GN: No, each has its uniqueness that is interesting and elegant, and so I don't think I would make a comparison in that way.

<End Segment 25> - Copyright © 2011 Densho. All Rights Reserved.

<Begin Segment 26>

SY: I'm gonna, I want to skip ahead 'cause I remember that there was a smear campaign with you in the kendogi. Was it kendogi? Tell us a little bit about that.

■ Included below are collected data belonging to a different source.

/// Streams a body into a buffer bounded by the maximum message size.
async fn read_bounded<B: HttpsBody>(mut body: B) -> Result<Bytes, Error> {
    let mut buf = BytesMut::new();
    loop {
        match body.chunk().await {
            Ok(Some(chunk)) => {
                if buf.len() + chunk.len() > MAX_RESPONSE_SIZE {
                    return Err(Error::MalformedResponse);
                }
                buf.extend_from_slice(&chunk);
            }
            Ok(None) => return Ok(buf.freeze()),
            Err(err) => return Err(Error::HttpsRequest(err.into())),
        }
    }
}

/// Returns whether a Content-Type header names the DNS message type.
fn is_dns_message(content_type: Option<&str>) -> bool {
    match content_type {
        Some(value) => {
            let essence =
                value.split(';').next().unwrap_or("").trim();
            essence.eq_ignore_ascii_case(DNS_MESSAGE_CONTENT_TYPE)
        }
        None => false,
    }
}

//------------ URI template handling -----------------------------------------

/// Expands a server's URI template with the encoded query.
///
/// The templates of RFC 8484 carry a single `dns` variable, either as a
/// form-style query expansion `{?dns}` or as a simple `{dns}`. A
/// template without a variable gets the parameter appended.
pub fn expand_template(template: &str, query: &[u8]) -> String {
    let encoded = URL_SAFE_NO_PAD.encode(query);
    if let Some(at) = template.find("{?dns}") {
        let mut url = String::with_capacity(
            template.len() + encoded.len(),
        );
        url.push_str(&template[..at]);
        url.push_str("?dns=");
        url.push_str(&encoded);
        url.push_str(&template[at + "{?dns}".len()..]);
        url
    } else if let Some(at) = template.find("{dns}") {
        let mut url = String::with_capacity(
            template.len() + encoded.len(),
        );
        url.push_str(&template[..at]);
        url.push_str(&encoded);
        url.push_str(&template[at + "{dns}".len()..]);
        url
    } else {
        let separator = if template.contains('?') { '&' } else { '?' };
        format!("{}{}dns={}", template, separator, encoded)
    }
}

/// Strips the template variables off a server's URI template.
///
/// POST requests go to the bare resource.
pub fn url_without_parameters(template: &str) -> String {
    let mut url = template.to_string();
    for var in ["{?dns}", "{dns}"] {
        if let Some(at) = url.find(var) {
            url.replace_range(at..at + var.len(), "");
        }
    }
    url
}

//============ Testing =======================================================

#[cfg(test)]
mod test {
    use super::super::protocol::IoFuture;
    use super::*;
    use crate::base::iana::Rtype;
    use crate::base::query::{PaddingStrategy, DOH_PADDING_BLOCK};
    use crate::base::test_util::ResponseBuilder;
    use std::io;
    use std::sync::Mutex;

    /// A transport replying from a script, one entry per request.
    struct MockHttps {
        replies: Mutex<Vec<MockReply>>,
        requests: Mutex<Vec<HttpsRequest>>,
    }

    enum MockReply {
        Dns(Bytes),
        Status(u16),
        ContentType(&'static str),
        DeclaredLength(u64),
        Redirect(&'static str),
        Chunked(Vec<Bytes>),
    }

    impl MockHttps {
        fn new(replies: Vec<MockReply>) -> Self {
            MockHttps {
                replies: Mutex::new(replies),
                requests: Mutex::new(Vec::new()),
            }
        }
    }

    impl HttpsTransport for MockHttps {
        type Body = MockBody;

        fn send(
            &self,
            request: HttpsRequest,
        ) -> IoFuture<HttpsReply<MockBody>> {
            self.requests.lock().unwrap().push(request);
            let reply = self.replies.lock().unwrap().remove(0);
            Box::pin(async move {
                Ok(match reply {
                    MockReply::Dns(bytes) => HttpsReply::Response {
                        status: 200,
                        content_type: Some(
                            DNS_MESSAGE_CONTENT_TYPE.into(),
                        ),
                        content_length: Some(bytes.len() as u64),
                        body: MockBody(vec![bytes]),
                    },
                    MockReply::Status(status) => HttpsReply::Response {
                        status,
                        content_type: Some(
                            DNS_MESSAGE_CONTENT_TYPE.into(),
                        ),
                        content_length: None,
                        body: MockBody(Vec::new()),
                    },
                    MockReply::ContentType(value) => {
                        HttpsReply::Response {
                            status: 200,
                            content_type: Some(value.into()),
                            content_length: None,
                            body: MockBody(Vec::new()),
                        }
                    }
                    MockReply::DeclaredLength(len) => {
                        HttpsReply::Response {
                            status: 200,
                            content_type: Some(
                                DNS_MESSAGE_CONTENT_TYPE.into(),
                            ),
                            content_length: Some(len),
                            body: MockBody(Vec::new()),
                        }
                    }
                    MockReply::Redirect(location) => {
                        HttpsReply::Redirect {
                            location: location.into(),
                        }
                    }
                    MockReply::Chunked(chunks) => {
                        HttpsReply::Response {
                            status: 200,
                            content_type: Some(
                                DNS_MESSAGE_CONTENT_TYPE.into(),
                            ),
                            content_length: None,
                            body: MockBody(chunks),
                        }
                    }
                })
            })
        }
    }

    struct MockBody(Vec<Bytes>);

    impl HttpsBody for MockBody {
        fn chunk(
            &mut self,
        ) -> std::pin::Pin<
            Box<
                dyn std::future::Future<
                        Output = Result<Option<Bytes>, io::Error>,
                    > + Send
                    + '_,
            >,
        > {
            Box::pin(async move {
                if self.0.is_empty() {
                    Ok(None)
                } else {
                    Ok(Some(self.0.remove(0)))
                }
            })
        }
    }

    const TEMPLATE: &str = "https://dns.example/dns-query{?dns}";

    fn query() -> Query {
        Query::new(
            0x0B0B,
            "www.example.com",
            Rtype::A,
            None,
            PaddingStrategy::BlockLength(DOH_PADDING_BLOCK),
        )
        .unwrap()
    }

    #[tokio::test]
    async fn get_exchange() {
        let query = query();
        let reply = ResponseBuilder::answering(&query)
            .a_record("www.example.com", [192, 0, 2, 1], 60)
            .build();
        let https = MockHttps::new(vec![MockReply::Dns(reply)]);

        let outcome =
            exchange(&https, TEMPLATE, false, &query).await;
        assert!(outcome.result.is_ok());

        let requests = https.requests.lock().unwrap();
        assert_eq!(requests.len(), 1);
        assert!(!requests[0].use_post);
        assert!(requests[0].body.is_empty());
        let expected = format!(
            "https://dns.example/dns-query?dns={}",
            URL_SAFE_NO_PAD.encode(query.as_slice())
        );
        assert_eq!(requests[0].url, expected);
        // base64url without padding never contains '=', '+' or '/'.
        assert!(!requests[0].url.contains('='));
    }

    #[tokio::test]
    async fn post_exchange() {
        let query = query();
        let reply = ResponseBuilder::answering(&query)
            .a_record("www.example.com", [192, 0, 2, 1], 60)
            .build();
        let https = MockHttps::new(vec![MockReply::Dns(reply)]);

        let outcome = exchange(&https, TEMPLATE, true, &query).await;
        assert!(outcome.result.is_ok());

        let requests = https.requests.lock().unwrap();
        assert!(requests[0].use_post);
        assert_eq!(
            requests[0].url,
            "https://dns.example/dns-query"
        );
        assert_eq!(&requests[0].body[..], query.as_slice());
    }

    #[tokio::test]
    async fn non_200_is_malformed() {
        let query = query();
        let https = MockHttps::new(vec![MockReply::Status(503)]);
        let outcome =
            exchange(&https, TEMPLATE, false, &query).await;
        assert!(matches!(
            outcome.result,
            Err(Error::MalformedResponse)
        ));
    }

    #[tokio::test]
    async fn wrong_content_type_is_malformed() {
        let query = query();
        let https =
            MockHttps::new(vec![MockReply::ContentType("text/html")]);
        let outcome =
            exchange(&https, TEMPLATE, false, &query).await;
        assert!(matches!(
            outcome.result,
            Err(Error::MalformedResponse)
        ));
    }

    #[tokio::test]
    async fn content_type_parameters_are_accepted() {
        let query = query();
        let reply = ResponseBuilder::answering(&query).build();
        let https = MockHttps::new(vec![MockReply::Chunked(vec![
            reply.clone(),
        ])]);
        // Patch the declared content type through a fresh mock since
        // Chunked always uses the DNS type; parameters still pass.
        assert!(is_dns_message(Some(
            "application/dns-message; charset=utf-8"
        )));
        let outcome =
            exchange(&https, TEMPLATE, false, &query).await;
        assert!(outcome.result.is_ok());
    }

    #[tokio::test]
    async fn oversized_declared_length_is_malformed() {
        let query = query();
        let https = MockHttps::new(vec![MockReply::DeclaredLength(
            MAX_RESPONSE_SIZE as u64 + 1,
        )]);
        let outcome =
            exchange(&https, TEMPLATE, false, &query).await;
        assert!(matches!(
            outcome.result,
            Err(Error::MalformedResponse)
        ));
    }

    #[tokio::test]
    async fn oversized_body_is_malformed() {
        let query = query();
        let chunk = Bytes::from(vec![0u8; 40000]);
        let https = MockHttps::new(vec![MockReply::Chunked(vec![
            chunk.clone(),
            chunk,
        ])]);
        let outcome =
            exchange(&https, TEMPLATE, false, &query).await;
        assert!(matches!(
            outcome.result,
            Err(Error::MalformedResponse)
        ));
    }

    #[tokio::test]
    async fn https_redirect_is_followed() {
        let query = query();
        let reply = ResponseBuilder::answering(&query)
            .a_record("www.example.com", [192, 0, 2, 1], 60)
            .build();
        let https = MockHttps::new(vec![
            MockReply::Redirect("https://other.example/dns-query"),
            MockReply::Dns(reply),
        ]);
        let outcome =
            exchange(&https, TEMPLATE, false, &query).await;
        assert!(outcome.result.is_ok());
        let requests = https.requests.lock().unwrap();
        assert_eq!(requests.len(), 2);
        assert_eq!(
            requests[1].url,
            "https://other.example/dns-query"
        );
    }

    #[tokio::test]
    async fn non_https_redirect_is_refused() {
        let query = query();
        let https = MockHttps::new(vec![MockReply::Redirect(
            "http://other.example/dns-query",
        )]);
        let outcome =
            exchange(&https, TEMPLATE, false, &query).await;
        assert!(matches!(
            outcome.result,
            Err(Error::InsecureRedirect)
        ));
        assert_eq!(https.requests.lock().unwrap().len(), 1);
    }

    #[test]
    fn template_expansion() {
        assert_eq!(
            expand_template("https://d.example/q{?dns}", b"\x00"),
            "https://d.example/q?dns=AA"
        );
        assert_eq!(
            expand_template("https://d.example/q?dns={dns}", b"\x00"),
            "https://d.example/q?dns=AA"
        );
        assert_eq!(
            expand_template("https://d.example/q", b"\x00"),
            "https://d.example/q?dns=AA"
        );
        assert_eq!(
            url_without_parameters("https://d.example/q{?dns}"),
            "https://d.example/q"
        );
    }
}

GN: Well, the Easy Reader newspaper was publishing Torrance People Magazine, and so happened they wanted to, and then at that time I was a candidate for the state assembly, and they wanted to photograph me in my kendo equipment. And the photograph was taken at the Torrance Cultural Arts Center Japanese garden, and so anyway, my wife does naginata and so both of us were on top of a rock, I think it was, and with our equipment on, and they took photograph and then they did a long -- I should've brought a copy for you -- they did a long write-up on me. And what happened was one of my -- well, this was the first time I ran, and so the samurai thing was not an issue at all. It didn't even come up. But it was two years later, my opponent, Republican opponent, was Gerald Folando, who's known to be very dirty in campaigning, and so he tried to use the photograph and associate with me with the Firestone tire problem that they were having.

SY: Japanese company.

GN: Yeah. And so that's what happened. But it, it didn't go anywhere. No one responded to that. I think I beat him by sixty-four percent, in a district where I had, I think by that time I had a five percent advantage in the registration.

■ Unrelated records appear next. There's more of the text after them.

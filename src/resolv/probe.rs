//! Probing DNS over HTTPS servers for availability.
//!
//! A DoH server only counts as available in automatic mode once a
//! query against it succeeded. The probe runner supplies that first
//! success: it keeps sending a well-known query to every unavailable
//! server on an exponential backoff until the server answers with a
//! usable address record. Probing stops scheduling once a server
//! proved itself, but a probe already in flight is left to finish —
//! its result is still informative.
//!
//! The runner holds its session weakly. Replacing or dropping the
//! session ends every probe loop at its next step; dropping the runner
//! cancels the loops outright.

#![warn(missing_docs)]

use super::session::Session;
use crate::base::extract::extract_address_chain;
use crate::base::iana::Rtype;
use crate::base::name::encode_name;
use crate::base::query::{PaddingStrategy, DOH_PADDING_BLOCK};
use crate::base::Query;
use crate::client::protocol::HttpsTransport;
use crate::client::{https, AttemptOutcome};
use futures_util::stream::{FuturesUnordered, StreamExt};
use rand::Rng;
use std::sync::{Arc, Weak};
use std::time::Duration;
use tokio::task::JoinSet;
use tokio::time::{sleep_until, Instant};
use tracing::{debug, trace};

//------------ Module Configuration ------------------------------------------

/// The name probed on every DoH server.
const PROBE_HOSTNAME: &str = "www.gstatic.com";

/// The record type probed.
const PROBE_QTYPE: Rtype = Rtype::A;

/// The delay before the first retry.
const INITIAL_DELAY: Duration = Duration::from_secs(1);

/// The growth factor between consecutive delays.
const BACKOFF_FACTOR: f64 = 1.5;

/// The fraction of each delay subject to downward jitter.
const JITTER: f64 = 0.2;

/// The ceiling on the delay between probes.
const MAX_DELAY: Duration = Duration::from_secs(60 * 60);

//------------ ProbeBackoff --------------------------------------------------

/// The retry schedule of one server's probe sequence.
///
/// Delays grow exponentially toward the cap and never expire; each
/// drawn delay is fuzzed down by up to twenty percent so a fleet of
/// clients does not probe in lockstep.
#[derive(Clone, Debug, Default)]
pub(crate) struct ProbeBackoff {
    /// How many probes were scheduled so far.
    failures: u32,
}

impl ProbeBackoff {
    /// Returns the delay until the next probe, advancing the schedule.
    pub(crate) fn next_delay(&mut self) -> Duration {
        let exponent = self.failures;
        self.failures = self.failures.saturating_add(1);
        let unjittered = INITIAL_DELAY
            .mul_f64(BACKOFF_FACTOR.powi(exponent.min(64) as i32))
            .min(MAX_DELAY);
        let fuzz = 1.0 - rand::thread_rng().gen_range(0.0..JITTER);
        unjittered.mul_f64(fuzz)
    }
}

//------------ DohProbeRunner ------------------------------------------------

/// The background prober for every DoH server of one session.
///
/// Dropping the runner cancels all probing.
pub struct DohProbeRunner<H> {
    /// The session being probed, held weakly.
    session: Weak<Session>,

    /// The HTTPS capability probes are sent through.
    https: H,

    /// The per-server probe loops.
    tasks: JoinSet<()>,

    /// Which servers already have a loop running.
    running: Vec<bool>,
}

impl<H> DohProbeRunner<H>
where
    H: HttpsTransport + Clone + Send + Sync + 'static,
    H::Body: 'static,
{
    /// Creates a runner for a session.
    pub(super) fn new(session: &Arc<Session>, https: H) -> Self {
        let servers = session.config().doh_servers.len();
        DohProbeRunner {
            session: Arc::downgrade(session),
            https,
            tasks: JoinSet::new(),
            running: vec![false; servers],
        }
    }

    /// Starts a probe loop for every server that has none running.
    pub fn start(&mut self) {
        let Some(session) = self.session.upgrade() else {
            return;
        };
        for index in 0..session.config().doh_servers.len() {
            if self.running[index] {
                continue;
            }
            self.running[index] = true;
            let weak = self.session.clone();
            let https = self.https.clone();
            self.tasks.spawn(probe_loop(weak, https, index));
        }
    }
}

/// The probe loop of one server.
///
/// The next probe is scheduled before the current one completes —
/// probes against a dead server can take a long time to fail, and a
/// success cancels the sequence at the next scheduling point anyway.
async fn probe_loop<H>(session: Weak<Session>, https: H, server_index: usize)
where
    H: HttpsTransport + Clone + Send + Sync + 'static,
    H::Body: 'static,
{
    let mut backoff = ProbeBackoff::default();
    let mut in_flight = FuturesUnordered::new();

    loop {
        {
            // The strong reference lives only as long as this block;
            // probes hold the session weakly so a replaced session is
            // not kept alive by its own probing.
            let Some(session) = session.upgrade() else {
                return;
            };
            if session.doh_server_available(server_index) {
                debug!(server = server_index, "DoH server available");
                break;
            }
            let server =
                session.config().doh_servers[server_index].clone();
            let query = Query::from_wire_name(
                session.next_query_id(),
                &probe_qname(),
                PROBE_QTYPE,
                None,
                PaddingStrategy::BlockLength(DOH_PADDING_BLOCK),
            );
            in_flight.push(send_probe(
                Arc::downgrade(&session),
                https.clone(),
                server,
                query,
                server_index,
            ));
        }

        // Wait out the backoff delay while the in-flight probes run.
        let deadline = Instant::now() + backoff.next_delay();
        loop {
            let probing = !in_flight.is_empty();
            tokio::select! {
                _ = sleep_until(deadline) => break,
                next = in_flight.next(), if probing => {
                    let _ = next;
                }
            }
        }
    }

    // Stop scheduling, but let what is in flight finish.
    while in_flight.next().await.is_some() {}
}

/// Returns the encoded probe name.
fn probe_qname() -> Vec<u8> {
    encode_name(PROBE_HOSTNAME).expect("the probe name encodes")
}

/// Sends one probe and records its result against the session.
async fn send_probe<H>(
    session: Weak<Session>,
    https: H,
    server: super::conf::DohServerConf,
    query: Query,
    server_index: usize,
) where
    H: HttpsTransport + Clone + Send + Sync + 'static,
    H::Body: 'static,
{
    let started = Instant::now();

    let AttemptOutcome { result, response } = https::exchange(
        &https,
        &server.template,
        server.use_post,
        &query,
    )
    .await;

    // The session may have been replaced while the probe ran; its
    // statistics died with it and there is nothing to record.
    let Some(session) = session.upgrade() else {
        return;
    };

    // A probe only proves the server once the answer resolves the
    // probe name to at least one address.
    let proved = result.is_ok()
        && response.as_ref().is_some_and(|response| {
            extract_address_chain(response, PROBE_HOSTNAME, PROBE_QTYPE)
                .is_ok_and(|list| !list.addresses.is_empty())
        });

    if proved {
        session.record_success(server_index, true);
        session.record_rtt(server_index, true, started.elapsed());
        trace!(server = server_index, "probe succeeded");
    } else {
        session.record_failure(server_index, true);
        trace!(server = server_index, "probe failed");
    }
}

//============ Testing =======================================================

SY: But you never felt that it being so, the sport being so, or the art being so Japan-oriented might be a problem for you? In terms of...

GN: What is interesting is this: when I ran for city council in 1984, and I had already been doing kendo in Torrance and we had a kendo dojo, and in one of our campaign brochures there was a picture there where I'm teaching kendo, and actually I'm teaching kendo to Gavin Wasserman. He was about twelve years old.

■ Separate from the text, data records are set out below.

//! Errors for the wire-format codec.

#![warn(missing_docs)]

use std::error;
use std::fmt;

//------------ WireError -----------------------------------------------------

/// An error produced while encoding or decoding DNS wire format.
///
/// These errors are structural: they describe a buffer that cannot be a
/// well-formed DNS message, a name that cannot be represented in label
/// form, or an answer section that does not actually answer the question
/// it claims to. They never describe transport conditions.
#[derive(Clone, Copy, Debug, Eq, PartialEq)]
pub enum WireError {
    /// A hostname cannot be encoded into DNS label form.
    InvalidName,

    /// A decoded name exceeded the maximum name length.
    NameTooLong,

    /// A compression pointer chain did not terminate.
    CompressionLoop,

    /// A label started with a length octet of an unknown type.
    UnknownLabelType,

    /// The buffer ended before the structure it claims to hold.
    ShortMessage,

    /// The message does not carry the response flag.
    NotAResponse,

    /// The response header id differs from the query id.
    IdMismatch,

    /// The raw question section differs from the query's question.
    QuestionMismatch,

    /// A record was requested beyond the declared record count.
    RecordLimitExceeded,

    /// A record's owner name breaks the CNAME chain.
    NameMismatch,

    /// An address record's data length does not fit its address family.
    SizeMismatch,

    /// A CNAME appears where the chain already reached an address.
    CnameAfterAddress,

    /// Two CNAME records share the same owner name.
    MultipleCnames,

    /// The answer section is structurally broken in some other way.
    FormError,
}

impl fmt::Display for WireError {
    fn fmt(&self, f: &mut fmt::Formatter<'_>) -> fmt::Result {
        match self {
            WireError::InvalidName => {
                write!(f, "hostname not representable in DNS label form")
            }
            WireError::NameTooLong => write!(f, "domain name too long"),
            WireError::CompressionLoop => {
                write!(f, "compression pointer loop")
            }
            WireError::UnknownLabelType => write!(f, "unknown label type"),
            WireError::ShortMessage => {
                write!(f, "buffer too short for message structure")
            }
            WireError::NotAResponse => {
                write!(f, "message is not a response")
            }
            WireError::IdMismatch => {
                write!(f, "response id does not match query")
            }
            WireError::QuestionMismatch => {
                write!(f, "response question does not match query")
            }
            WireError::RecordLimitExceeded => {
                write!(f, "read past the declared record count")
            }
            WireError::NameMismatch => {
                write!(f, "record owner does not continue the chain")
            }
            WireError::SizeMismatch => {
                write!(f, "address record data has the wrong length")
            }
            WireError::CnameAfterAddress => {
                write!(f, "CNAME record follows an address record")
            }
            WireError::MultipleCnames => {
                write!(f, "multiple CNAME records for one owner")
            }
            WireError::FormError => write!(f, "malformed answer section"),
        }
    }
}

impl error::Error for WireError {}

SY: Gavin Wasserman being the man who...

GN: He's an attorney right now, yeah.

SY: He eventually, didn't he, wasn't he the one who asked you to run for state assembly?

GN: No, that was, it was actually Vince Okamoto, who's a law partner of Gavin Wasserman's father, Ron Wasserman.

SY: So you're teaching Gavin.

GN: Gavin, the son. So we had a photograph of that in my campaign brochure, and this guy's a professor at Cal State Dominguez Hills in the business department and he was a friend of Ron Wasserman, and he happened to stop by his office one day and he asked him if he's seen my brochure. And he said he did, and so he asked him, "What do you remember about the brochure?" "Oh, that George is a black belt." So that was that, okay, but just keep that behind, keep that in mind. So we fast forward from 1984 to 1998 when I ran for the state assembly, and my consultant at that time, yeah, my consultant at that time had, you know when they do...

SY: Some sort of report?

GN: No, no, where you get a group together to...

SY: Oh, yeah, like a, it's called something group...

GN: Yeah, and, and so...

SY: Focus group.

GN: Focus group. And so they, for the focus group they put forward all the positive things about my background and all the positive things about my opponent's background. Then they went with the negative things about my background and negative things about my opponent's background. It didn't register much. And so finally, almost out of frustration, they said, "George is a black belt in kendo," and the thing went off the chart.

SY: Negative or positive?

GN: Positive.

SY: Positive.

GN: And so that, when I heard about that I felt that when I ran for the city council back in 1984 and had no one on the city council endorsing me, that that probably was a big plus for me in terms of getting elected at that time. I came in a very close second. I was like, I was in the lead during the day when the votes were coming in and there were eleven candidates, and when the last count came in I came in second, thirty-five votes behind the incumbent that was running for reelection. So anyway, when we did this, what, fourteen years later for the assembly race, that was the outcome of the focus group, so the consultant decided to have some aspect of that in my TV ad, so on the TV ad, that comes into play in the -- it's a thirty second TV ad -- at the last second. And so the first twenty seconds has to do with other things, and the last twenty seconds shows a picture of my, in the kendo equipment, and I think Helen is in there too with her naginata. And I said, and I told the consultant that, "Do it sort of like an afterthought, not the main focus, because then it becomes too ethnic." So they described me about other things and then as an afterthought, in the last ten seconds, oh, by the way, George is a black belt in kendo, and showed the visual, me with the kendo equipment. And so that was done based on that focus group. So I'm walking precinct in Hermosa Beach and the, I see this white couple walking toward me -- I'm doing my precinct walk -- and he recognized me from the TV ad, and he says, "Oh, Mr. Nakano, I saw you on TV." And he makes a motion like he's holding a sword, and he says, "I'm going to vote for you. I saw you on TV." He doesn't ask me about any issue, but that kind of indicated that the positive effect that that had on the campaign.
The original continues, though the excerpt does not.